As a cheat sheet, the new Google algorithm expects a website’s LCP or the largest image embedded on the page to appear within 2.5 seconds and never over four. Considered good are websites that become interactive for 100 milliseconds or less. Those with FID that go over 300 need to be adjusted. As for CLS, a score less than 0.1 from Google is acceptable, despite undergoing layout shifts whenever users refresh the page.

Managing your website better

Checking these three core web vitals will bring a better user experience to your website. The first thing you can do to optimize LCP is get rid of excessively large images. Clean your page of unnecessary 3rd-party scripts and go for efficient web hosting services with better server responsiveness. After all, it has never been a best practice to overstuff your website with numerous ads and images. Doing so will only make your loading speeds slower and may also contribute to a user’s bounce rate.

If images are essential to your page, you can compress them and optimize your page elements. Compress your JavaScript, Cascading Style Sheets (CSS), and your HyperText Markup Language (HTML) codes to shorten your LCP.

When it comes to interactivity, web pages that are not read-only and utilize forms for data collection rely on FID scores for ranking. The lower your FID, the better. Factors that can slow down your interactivity rate are heavy JavaScript. While it is there to encourage interactivity, unoptimized codes can also delay your page loads. This type of lag is called ‘render-blocking JavaScript,’ which you can quickly solve by doing away with external files. Instead, you can replace them with inline codes, use asynchronous loading, and make your page load first before any JavaScript code. Of course, you might want to consult an expert programmer to get your FID down to 100 milliseconds or less if you are not too familiar with how these elements work.

Lastly, your CLS can be tricky to handle, considering it also depends on the users who visit your website. For example, if a user has a slow internet connection, your CLS can spike up, and there’s nothing you can do about it. The best thing to do is to anticipate this problem by specifying the dimensions of the heavier page elements such as images and ads. Use TrueType fonts like Courier, Helvetica, or Times while you’re at it to avoid more rendering issues.

Allocating ample space for your page elements and ensuring dynamic loading for your content will lower your CLs and make it less disruptive for users.

Combine SEO with content relevance

Search engine optimization (SEO) plays a vital role in reaching pole position on search pages in any digital marketing endeavor.
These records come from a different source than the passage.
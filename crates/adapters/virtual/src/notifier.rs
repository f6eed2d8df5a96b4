//! In-memory notifiers whose outlets record what they were asked to deliver.

use std::collections::BTreeMap;
use std::sync::{Mutex, MutexGuard, PoisonError};

use thingrules_app::ports::OutletNotifier;
use thingrules_domain::error::{EffectError, NotifierError};
use thingrules_domain::rule::{Notification, NotificationLevel};

/// Notifiers keyed by id, each holding named outlets.
///
/// Delivered notifications are logged and kept per outlet so they can be
/// inspected.
#[derive(Default)]
pub struct VirtualNotifiers {
    notifiers: Mutex<BTreeMap<String, BTreeMap<String, Vec<Notification>>>>,
}

impl VirtualNotifiers {
    #[must_use]
    pub fn new() -> Self {
        Self::default()
    }

    /// A `log` notifier with a single `console` outlet.
    #[must_use]
    pub fn with_demo_notifiers() -> Self {
        let notifiers = Self::new();
        notifiers.add_outlet("log", "console");
        notifiers
    }

    /// Register an outlet, creating the notifier if needed.
    pub fn add_outlet(&self, notifier: impl Into<String>, outlet: impl Into<String>) {
        let (notifier, outlet) = (notifier.into(), outlet.into());
        tracing::debug!(%notifier, %outlet, "virtual outlet added");
        self.lock()
            .entry(notifier)
            .or_default()
            .entry(outlet)
            .or_default();
    }

    /// Forget a notifier and all its outlets. Returns whether it existed.
    pub fn remove_notifier(&self, notifier: &str) -> bool {
        self.lock().remove(notifier).is_some()
    }

    /// Notifications delivered so far through `notifier`/`outlet`.
    #[must_use]
    pub fn delivered(&self, notifier: &str, outlet: &str) -> Vec<Notification> {
        self.lock()
            .get(notifier)
            .and_then(|outlets| outlets.get(outlet))
            .cloned()
            .unwrap_or_default()
    }

    fn deliver(
        &self,
        notifier: &str,
        outlet: &str,
        notification: Notification,
    ) -> Result<(), NotifierError> {
        let mut notifiers = self.lock();
        let outlets = notifiers
            .get_mut(notifier)
            .ok_or_else(|| NotifierError::NotifierNotFound(notifier.to_string()))?;
        let inbox = outlets
            .get_mut(outlet)
            .ok_or_else(|| NotifierError::OutletNotFound {
                notifier: notifier.to_string(),
                outlet: outlet.to_string(),
            })?;
        match notification.level {
            NotificationLevel::High => tracing::warn!(
                %notifier, %outlet, title = %notification.title, message = %notification.message,
                "notification"
            ),
            NotificationLevel::Normal | NotificationLevel::Low => tracing::info!(
                %notifier, %outlet, title = %notification.title, message = %notification.message,
                "notification"
            ),
        }
        inbox.push(notification);
        Ok(())
    }

    fn lock(&self) -> MutexGuard<'_, BTreeMap<String, BTreeMap<String, Vec<Notification>>>> {
        self.notifiers.lock().unwrap_or_else(PoisonError::into_inner)
    }
}

impl OutletNotifier for VirtualNotifiers {
    async fn notify(
        &self,
        notifier: &str,
        outlet: &str,
        notification: Notification,
    ) -> Result<(), EffectError> {
        self.deliver(notifier, outlet, notification)
            .map_err(EffectError::from)
    }
}
//! # thingrulesd: thingrules daemon
//!
//! Composition root that wires the adapters to the rule engine and runs it.
//!
//! ## Responsibilities
//! - Parse configuration (env vars, config file)
//! - Install the tracing subscriber
//! - Initialize the `SQLite` connection pool and run migrations
//! - Construct the device layer, the notifiers, the webhook notifier and the rule store
//! - Load (and migrate) stored rules into the engine
//! - Drive the engine from the device event feed and a periodic clock tick
//! - Shut down on Ctrl-C, cancelling pending scheduled effects
//!
//! ## Dependency rule
//! This is the **only** crate that depends on all other crates.
//! It is the wiring layer, no domain logic belongs here.

mod config;

use std::sync::Arc;

use thingrules_adapter_ifttt_reqwest::IftttWebhook;
use thingrules_adapter_storage_sqlite_sqlx::{Config as DbConfig, SqliteRuleStore};
use thingrules_adapter_virtual::{VirtualNotifiers, VirtualThings};
use thingrules_app::engine::RuleEngine;
use thingrules_app::event_bus::DeviceEventBus;
use tracing_subscriber::EnvFilter;

use crate::config::Config;

#[tokio::main]
async fn main() -> Result<(), Box<dyn std::error::Error>> {
    let config = Config::load()?;

    tracing_subscriber::fmt()
        .with_env_filter(EnvFilter::try_new(&config.logging.filter)?)
        .init();

    // Database
    let db = DbConfig {
        database_url: config.database_url().to_string(),
    }
    .build()
    .await?;
    let store = SqliteRuleStore::new(db.pool().clone());

    // Device layer
    let bus = Arc::new(DeviceEventBus::new(config.engine.event_capacity));
    let (things, notifiers) = if config.devices.demo {
        (
            VirtualThings::with_demo_things(Arc::clone(&bus)),
            VirtualNotifiers::with_demo_notifiers(),
        )
    } else {
        (VirtualThings::new(Arc::clone(&bus)), VirtualNotifiers::new())
    };

    // Outbound webhook
    let webhook = match config.ifttt_key() {
        Some(key) => IftttWebhook::new(&config.ifttt.base_url, Some(key.to_string()))?,
        None => {
            tracing::info!("no IFTTT key configured, webhook effects will fail");
            IftttWebhook::disabled()
        }
    };

    // Engine
    let engine = Arc::new(
        RuleEngine::new(store, things, webhook, notifiers).with_read_timeout(config.read_timeout()),
    );
    let report = engine.load().await?;
    for failure in &report.failed {
        tracing::error!(rule = %failure.key, error = %failure.error, "rule could not be loaded");
    }

    let feed = bus.feed();
    let runner = tokio::spawn({
        let engine = Arc::clone(&engine);
        async move { engine.run(feed).await }
    });

    let ticker = tokio::spawn({
        let engine = Arc::clone(&engine);
        let period = config.tick_interval();
        async move {
            let mut interval = tokio::time::interval(period);
            interval.set_missed_tick_behavior(tokio::time::MissedTickBehavior::Skip);
            loop {
                interval.tick().await;
                let fired = engine.tick().await;
                if !fired.is_empty() {
                    tracing::debug!(fired = fired.len(), "clock tick fired rules");
                }
            }
        }
    });

    tracing::info!(
        rules = report.loaded.len(),
        tick_secs = config.engine.tick_interval_secs,
        "thingrulesd running"
    );

    tokio::signal::ctrl_c().await?;
    tracing::info!("shutting down");

    ticker.abort();
    engine.shutdown();
    runner.await?;

    Ok(())
}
Combining a good on and off-page SEO strategy with relevant content can trigger Google’s algorithms to rank your website high.

However, everything depends on how great your website’s user experience is. The main thing to consider here is offering what your target audience is looking for online. Give them high-quality content that they will frequently visit for answers. Think of your content and keywords as the needles that will point online users in the right direction, and leave it to Google to decide.

You can measure your content’s performance via Google Analytics and your off-page SEO with the many available tools and software out there. Ultimately, what will matter is your site’s first impression to new and regular visitors. How your content will benefit users and make their site experience enjoyable contributes to how the search engine will rank your page.

Considering all the signals mentioned above brings out the pros that the latest Google Page Experience offers. All you have to do is optimize as much as you can and monitor how you’ll rank in SERPs regularly.